US Special Situations: Packers Sanitation lenders in talks to take over equity, as negotiations turn to potential bankruptcy
Sydney Sladovnik - Reporter, LevFin Insights
Veronica Graff - Reporter, LevFin Insights
Erica Carnevalli - Reporter, LevFin Insights
19 September 2025
Insights into how a lender-led restructuring could trigger a Packers Sanitation Chapter 11 debt-for-equity swap, reshape financing/control dynamics, and spotlight ESG-driven risk across the capital structure, including:
- Lender-led takeover mechanics: Learn how restricted lenders could assume equity via a Chapter 11 debt-for-equity swap as Blackstone prepares to walk away.
- DIP financing playbook: See which creditor groups are positioned to provide DIP funding and why that matters for control and recovery.
- Advisors and stakeholders: Understand the roles of Elliott, Citadel, Davis Polk, Evercore, PJT, and Kirkland & Ellis in shaping the restructuring.
- ESG and legal overhangs: Explore how child labor violations and reputational risk are pressuring revenues, costs, and buyer appetite.
- Capital structure stress: Get the key signals, recent refi terms, ratings downgrades, and first-lien loan pricing, that frame potential outcomes.

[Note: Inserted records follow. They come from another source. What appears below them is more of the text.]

//! Abstraction over where remote recipes come from

use mealplan_core::prelude::*;
use mealplan_core::{Category, RecipeDetail, RecipeSummary};

/// Remote recipe operations used by the explorer and detail view.
///
/// [`crate::MealDbClient`] is the production implementation; tests drive the
/// app with `FakeRecipeSource` (feature `test-helpers`).
#[trait_variant::make(RecipeSource: Send)]
pub trait LocalRecipeSource {
    /// Recipes whose name matches `query`
    async fn search_recipes(&self, query: &str) -> Result<Vec<RecipeSummary>>;

    /// Full recipe by id, `None` when the id is unknown
    async fn get_recipe_by_id(&self, id: &str) -> Result<Option<RecipeDetail>>;

    /// All recipe categories
    async fn get_categories(&self) -> Result<Vec<Category>>;

    /// Recipes in `category`
    async fn get_recipes_by_category(&self, category: &str) -> Result<Vec<RecipeSummary>>;

    /// A single random recipe
    async fn get_random_recipe(&self) -> Result<Option<RecipeDetail>>;
}
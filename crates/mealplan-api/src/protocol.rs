//! Wire shapes of TheMealDB responses and their conversion into domain types

use std::collections::HashMap;

use serde::Deserialize;

use mealplan_core::{Category, Ingredient, RecipeDetail, RecipeSummary};

/// Number of positional ingredient/measure fields on a meal record
pub const INGREDIENT_SLOTS: usize = 20;

/// `{ "meals": [...] | null }`
#[derive(Debug, Deserialize)]
pub(crate) struct MealsEnvelope {
    #[serde(default)]
    pub meals: Option<Vec<WireMeal>>,
}

impl MealsEnvelope {
    /// The records, treating `null` as no results
    pub fn into_meals(self) -> Vec<WireMeal> {
        self.meals.unwrap_or_default()
    }
}

/// `{ "categories": [...] | null }`
#[derive(Debug, Deserialize)]
pub(crate) struct CategoriesEnvelope {
    #[serde(default)]
    pub categories: Option<Vec<WireCategory>>,
}

impl CategoriesEnvelope {
    pub fn into_categories(self) -> Vec<Category> {
        self.categories
            .unwrap_or_default()
            .into_iter()
            .map(Category::from)
            .collect()
    }
}

/// A meal record as sent by the API.
///
/// Search and lookup return every field; the category filter endpoint only
/// sends id, name and thumbnail. The twenty `strIngredientN`/`strMeasureN`
/// fields land in `extra` and are paired up by [`WireMeal::ingredients`].
#[derive(Debug, Clone, Deserialize)]
pub(crate) struct WireMeal {
    #[serde(rename = "idMeal")]
    pub id: String,
    #[serde(rename = "strMeal")]
    pub name: String,
    #[serde(rename = "strCategory", default)]
    pub category: Option<String>,
    #[serde(rename = "strArea", default)]
    pub area: Option<String>,
    #[serde(rename = "strInstructions", default)]
    pub instructions: Option<String>,
    #[serde(rename = "strMealThumb", default)]
    pub thumbnail: Option<String>,
    #[serde(rename = "strTags", default)]
    pub tags: Option<String>,
    #[serde(rename = "strYoutube", default)]
    pub youtube: Option<String>,
    #[serde(flatten)]
    pub extra: HashMap<String, serde_json::Value>,
}

impl WireMeal {
    /// Comma separated `strTags`, blanks dropped
    pub fn tag_list(&self) -> Vec<String> {
        self.tags
            .as_deref()
            .map(|t| {
                t.split(',')
                    .map(str::trim)
                    .filter(|t| !t.is_empty())
                    .map(str::to_string)
                    .collect()
            })
            .unwrap_or_default()
    }

    /// Pair `strIngredientN` with `strMeasureN`, skipping blank ingredients
    pub fn ingredients(&self) -> Vec<Ingredient> {
        (1..=INGREDIENT_SLOTS)
            .filter_map(|n| {
                let name = self.extra_str(&format!("strIngredient{n}"))?;
                let measure = self
                    .extra_str(&format!("strMeasure{n}"))
                    .unwrap_or_default();
                Some(Ingredient {
                    name: name.to_string(),
                    measure: measure.to_string(),
                })
            })
            .collect()
    }

    fn extra_str(&self, key: &str) -> Option<&str> {
        self.extra
            .get(key)
            .and_then(|v| v.as_str())
            .map(str::trim)
            .filter(|s| !s.is_empty())
    }

    fn youtube_link(&self) -> Option<String> {
        self.youtube
            .as_deref()
            .map(str::trim)
            .filter(|s| !s.is_empty())
            .map(str::to_string)
    }

    /// Normalise a search hit
    pub fn into_summary(self) -> RecipeSummary {
        let tags = self.tag_list();
        let source = self.youtube_link();
        RecipeSummary {
            id: self.id,
            name: self.name,
            category: self.category.unwrap_or_default(),
            image: self.thumbnail.unwrap_or_default(),
            tags,
            source,
        }
    }

    /// Normalise a category-filter hit. The filter endpoint omits the
    /// category, so the one that was asked for is filled in.
    pub fn into_filtered_summary(self, category: &str) -> RecipeSummary {
        RecipeSummary {
            id: self.id,
            name: self.name,
            category: category.to_string(),
            image: self.thumbnail.unwrap_or_default(),
            tags: Vec::new(),
            source: None,
        }
    }

    /// Normalise a full lookup result
    pub fn into_detail(self) -> RecipeDetail {
        let tags = self.tag_list();
        let ingredients = self.ingredients();
        let youtube = self.youtube_link();
        RecipeDetail {
            id: self.id,
            name: self.name,
            category: self.category.unwrap_or_default(),
            area: self.area.unwrap_or_default(),
            instructions: self.instructions.unwrap_or_default(),
            image: self.thumbnail.unwrap_or_default(),
            tags,
            youtube,
            ingredients,
        }
    }
}

#[derive(Debug, Clone, Deserialize)]
pub(crate) struct WireCategory {
    #[serde(rename = "idCategory")]
    pub id: String,
    #[serde(rename = "strCategory")]
    pub name: String,
    #[serde(rename = "strCategoryThumb", default)]
    pub thumbnail: Option<String>,
    #[serde(rename = "strCategoryDescription", default)]
    pub description: Option<String>,
}

impl From<WireCategory> for Category {
    fn from(wire: WireCategory) -> Self {
        Category {
            id: wire.id,
            name: wire.name,
            thumbnail: wire.thumbnail.unwrap_or_default(),
            description: wire.description.unwrap_or_default(),
        }
    }
}
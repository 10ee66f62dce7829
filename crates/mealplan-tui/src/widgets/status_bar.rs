//! Status bar widget
//!
//! Shows the last status message, falling back to key hints for the current
//! tab and mode.

use ratatui::{
    buffer::Buffer,
    layout::Rect,
    text::{Line, Span},
    widgets::{Paragraph, Widget},
};

use mealplan_app::explorer::RecipeTab;
use mealplan_app::{AppState, Tab, UiMode};

use crate::theme::Palette;

pub struct StatusBar<'a> {
    state: &'a AppState,
    palette: &'a Palette,
}

impl<'a> StatusBar<'a> {
    pub fn new(state: &'a AppState, palette: &'a Palette) -> Self {
        Self { state, palette }
    }

    /// `(key, action)` pairs for the current context
    fn hints(&self) -> Vec<(&'static str, &'static str)> {
        match self.state.ui_mode {
            UiMode::GroceryForm => vec![
                ("Tab", "next field"),
                ("←/→", "category"),
                ("Enter", "save"),
                ("Esc", "cancel"),
            ],
            UiMode::MonthPicker => vec![
                ("type", "search"),
                ("Enter", "select"),
                ("^D", "default"),
                ("^N", "add month"),
                ("Esc", "close"),
            ],
            UiMode::AddMonth => vec![
                ("←/→", "month"),
                ("↑/↓", "year"),
                ("Enter", "add"),
                ("Esc", "back"),
            ],
            UiMode::MealEditor => vec![
                ("type", "name"),
                ("↑/↓", "pick recipe"),
                ("Enter", "save"),
                ("^D", "remove"),
                ("Esc", "cancel"),
            ],
            UiMode::RecipeSearch => vec![("Enter", "done"), ("^U", "clear"), ("Esc", "done")],
            UiMode::CategoryPicker | UiMode::CurrencyPicker => {
                vec![("↑/↓", "move"), ("Enter", "select"), ("Esc", "close")]
            }
            UiMode::RecipeDetail => vec![
                ("↑/↓", "scroll"),
                ("p", "add to plan"),
                ("e", "edit"),
                ("Esc", "back"),
            ],
            UiMode::RecipeForm => vec![
                ("Tab", "next field"),
                ("Enter", "new line"),
                ("^S", "save"),
                ("Esc", "cancel"),
            ],
            UiMode::Normal => self.tab_hints(),
        }
    }

    fn tab_hints(&self) -> Vec<(&'static str, &'static str)> {
        let mut hints = match self.state.tab {
            Tab::Groceries => vec![
                ("Space", "toggle"),
                ("a", "add"),
                ("e", "edit"),
                ("d", "delete"),
                ("m", "month"),
            ],
            Tab::Meals => vec![
                ("Enter", "edit"),
                ("[/]", "week"),
                ("w", "add week"),
                ("d", "clear"),
                ("m", "month"),
            ],
            Tab::Recipes => match self.state.explorer.tab {
                RecipeTab::My => vec![
                    ("/", "search"),
                    ("Enter", "open"),
                    ("e", "edit"),
                    ("d", "delete"),
                    ("t", "explore"),
                ],
                RecipeTab::Explore => vec![
                    ("/", "search"),
                    ("c", "category"),
                    ("r", "random"),
                    ("Enter", "open"),
                    ("t", "my recipes"),
                ],
            },
            Tab::Settings => vec![("↑/↓", "move"), ("Enter", "change")],
        };
        hints.push(("q", "quit"));
        hints
    }
}

impl Widget for StatusBar<'_> {
    fn render(self, area: Rect, buf: &mut Buffer) {
        let line = match &self.state.status {
            Some(message) => Line::from(vec![
                Span::raw(" "),
                Span::styled(message.clone(), self.palette.status_green()),
            ]),
            None => {
                let mut spans = vec![Span::raw(" ")];
                for (key, action) in self.hints() {
                    spans.push(Span::styled(key, self.palette.keybinding()));
                    spans.push(Span::styled(
                        format!(" {}  ", action),
                        self.palette.text_secondary(),
                    ));
                }
                Line::from(spans)
            }
        };
        Paragraph::new(line).render(area, buf);
    }
}
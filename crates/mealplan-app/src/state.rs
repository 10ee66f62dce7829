//! Application state (Model in TEA pattern)

use std::time::Duration;

use chrono::NaiveDate;

use mealplan_core::Currency;

use crate::config::Settings;
use crate::explorer::{ExplorerState, RecipeTab};
use crate::groceries::GroceriesState;
use crate::meal_planner::MealsState;
use crate::month_selector::MonthSelector;
use crate::recipe_book::{RecipeBook, RecipeDetailState, RecipeForm};
use crate::settings_state::SettingsState;

/// Top-level pages
#[derive(Debug, Clone, Copy, PartialEq, Eq, Default)]
pub enum Tab {
    #[default]
    Groceries,
    Meals,
    Recipes,
    Settings,
}

impl Tab {
    pub const ALL: [Tab; 4] = [Tab::Groceries, Tab::Meals, Tab::Recipes, Tab::Settings];

    pub fn title(&self) -> &'static str {
        match self {
            Tab::Groceries => "Groceries",
            Tab::Meals => "Meals",
            Tab::Recipes => "Recipes",
            Tab::Settings => "Settings",
        }
    }

    pub fn index(&self) -> usize {
        *self as usize
    }

    pub fn next(self) -> Self {
        Tab::ALL[(self.index() + 1) % Tab::ALL.len()]
    }

    pub fn prev(self) -> Self {
        Tab::ALL[(self.index() + Tab::ALL.len() - 1) % Tab::ALL.len()]
    }
}

/// Which surface currently receives keys
#[derive(Debug, Clone, Copy, PartialEq, Eq, Default)]
pub enum UiMode {
    /// Browsing the active tab
    #[default]
    Normal,
    /// Grocery add/edit form
    GroceryForm,
    /// Month picker of the grocery or meal tab
    MonthPicker,
    /// "Add new month" dialog on top of the month picker
    AddMonth,
    /// Meal slot editor
    MealEditor,
    /// Typing into the recipe search box
    RecipeSearch,
    /// Choosing a remote category
    CategoryPicker,
    /// Viewing one recipe
    RecipeDetail,
    /// Editing a local recipe
    RecipeForm,
    /// Choosing a currency
    CurrencyPicker,
}

/// Application lifecycle
#[derive(Debug, Clone, Copy, PartialEq, Eq, Default)]
pub enum AppPhase {
    #[default]
    Running,
    Quitting,
}

/// Complete application state
#[derive(Debug, Clone)]
pub struct AppState {
    pub phase: AppPhase,
    pub tab: Tab,
    pub ui_mode: UiMode,
    /// Date used for new grocery items and the default month
    pub today: NaiveDate,
    /// Remote recipes disabled
    pub offline: bool,

    pub groceries: GroceriesState,
    pub meals: MealsState,
    pub explorer: ExplorerState,
    pub recipe_book: RecipeBook,
    pub recipe_form: Option<RecipeForm>,
    pub detail: Option<RecipeDetailState>,
    pub settings: SettingsState,

    /// One-line feedback shown in the status bar
    pub status: Option<String>,

    pub explorer_debounce: Duration,
    pub currency_debounce: Duration,
}

impl AppState {
    pub fn new(settings: &Settings, today: NaiveDate, offline: bool) -> Self {
        Self {
            phase: AppPhase::Running,
            tab: Tab::Groceries,
            ui_mode: UiMode::Normal,
            today,
            offline,
            groceries: GroceriesState::new(today, settings.groceries.default_month),
            meals: MealsState::new(today, &settings.meals),
            explorer: ExplorerState::new(&settings.explorer),
            recipe_book: RecipeBook::default(),
            recipe_form: None,
            detail: None,
            settings: SettingsState::new(&settings.ui),
            status: None,
            explorer_debounce: settings.explorer.debounce(),
            currency_debounce: settings.ui.currency_search_debounce(),
        }
    }

    pub fn should_quit(&self) -> bool {
        self.phase == AppPhase::Quitting
    }

    pub fn currency(&self) -> &'static Currency {
        self.settings.currency
    }

    /// Month selector of the active tab, if it has one
    pub fn active_month_selector(&self) -> Option<&MonthSelector> {
        match self.tab {
            Tab::Groceries => Some(&self.groceries.months),
            Tab::Meals => Some(&self.meals.months),
            _ => None,
        }
    }

    pub fn active_month_selector_mut(&mut self) -> Option<&mut MonthSelector> {
        match self.tab {
            Tab::Groceries => Some(&mut self.groceries.months),
            Tab::Meals => Some(&mut self.meals.months),
            _ => None,
        }
    }

    /// Local recipes shown in the "My Recipes" list
    pub fn visible_local_recipes(&self) -> Vec<&mealplan_core::Recipe> {
        self.recipe_book.filter(&self.explorer.query)
    }

    /// Rows in the recipe list of the active recipe tab
    pub fn recipe_row_count(&self) -> usize {
        match self.explorer.tab {
            RecipeTab::My => self.visible_local_recipes().len(),
            RecipeTab::Explore => self.explorer.result_count(),
        }
    }

    pub fn set_status(&mut self, message: impl Into<String>) {
        self.status = Some(message.into());
    }
}
//! Recipe explorer state: the "My Recipes" / "Explore" tabs of the recipes page
//!
//! The explore side drives a debounce → request → page cycle against the
//! remote source:
//!
//! 1. Every query or category change bumps `generation` and asks the runner
//!    to schedule a debounce timer tagged with it.
//! 2. When a timer fires, only the one whose generation is still current
//!    starts a request. Page 1 replaces the results.
//! 3. Each request carries an id. A response whose id is no longer the
//!    active request is dropped.
//! 4. The API returns the full result set for every call, so pages are cut
//!    client-side: page `n` is items `(n-1)*size .. n*size`. A full page means
//!    there may be more. Accumulated results are de-duplicated by recipe id.

use std::collections::HashSet;

use mealplan_core::prelude::*;
use mealplan_core::{Category, RecipeSummary};

use crate::config::ExplorerSettings;

#[derive(Debug, Clone, Copy, PartialEq, Eq, Default)]
pub enum RecipeTab {
    /// Local recipe book
    #[default]
    My,
    /// Remote recipes
    Explore,
}

impl RecipeTab {
    pub fn title(&self) -> &'static str {
        match self {
            RecipeTab::My => "My Recipes",
            RecipeTab::Explore => "Explore Recipes",
        }
    }

    pub fn toggled(self) -> Self {
        match self {
            RecipeTab::My => RecipeTab::Explore,
            RecipeTab::Explore => RecipeTab::My,
        }
    }
}

/// What a remote request asks for
#[derive(Debug, Clone, PartialEq, Eq)]
pub enum ExplorerQuery {
    Search(String),
    Category(String),
}

/// A remote page request; responses echo it back
#[derive(Debug, Clone, PartialEq, Eq)]
pub struct ExplorerRequest {
    pub id: u64,
    pub query: ExplorerQuery,
    /// 1-based
    pub page: u32,
}

#[derive(Debug, Clone)]
pub struct ExplorerState {
    pub tab: RecipeTab,
    /// Free-text search; mutually exclusive with `category`
    pub query: String,
    /// Category filter; mutually exclusive with `query`
    pub category: Option<String>,

    pub results: Vec<RecipeSummary>,
    /// Last page loaded, 0 before the first
    pub page: u32,
    pub has_more: bool,
    pub is_loading: bool,
    /// Highlighted row of the active tab's list
    pub cursor: usize,

    pub categories: Vec<Category>,
    pub categories_requested: bool,
    /// Highlighted row of the category picker
    pub category_cursor: usize,

    generation: u64,
    next_request_id: u64,
    active_request: Option<ExplorerRequest>,
    /// Inputs the shown results were requested for
    loaded_for: Option<ExplorerQuery>,

    page_size: usize,
    load_more_threshold: usize,
}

Packers Sanitation Services (PSSI, aka Fortex, sponsor Blackstone Group is prepared to walk away from its equity interest in the sanitation company as financial struggles for the issuer continue to mount, sources tell LFI. As such, restricted lenders are engaged in talks to step in to take over the distressed borrower’s equity via a debt-for-equity swap, likely within the confines of a chapter 11 process, sources said. A combination of financial and reputational headwinds has beleaguered Packers for years, deeming it an unattractive asset with ESG risk, sources noted. A coop group of creditors has been working with Davis Polk and Evercore to assist in the discussions, sources continued. Among the consortium’s largest creditors are Elliott Management and Citadel, with the firms and other significant holders in talks to potentially provide a DIP to help finance the company’s operations in a bankruptcy, they said.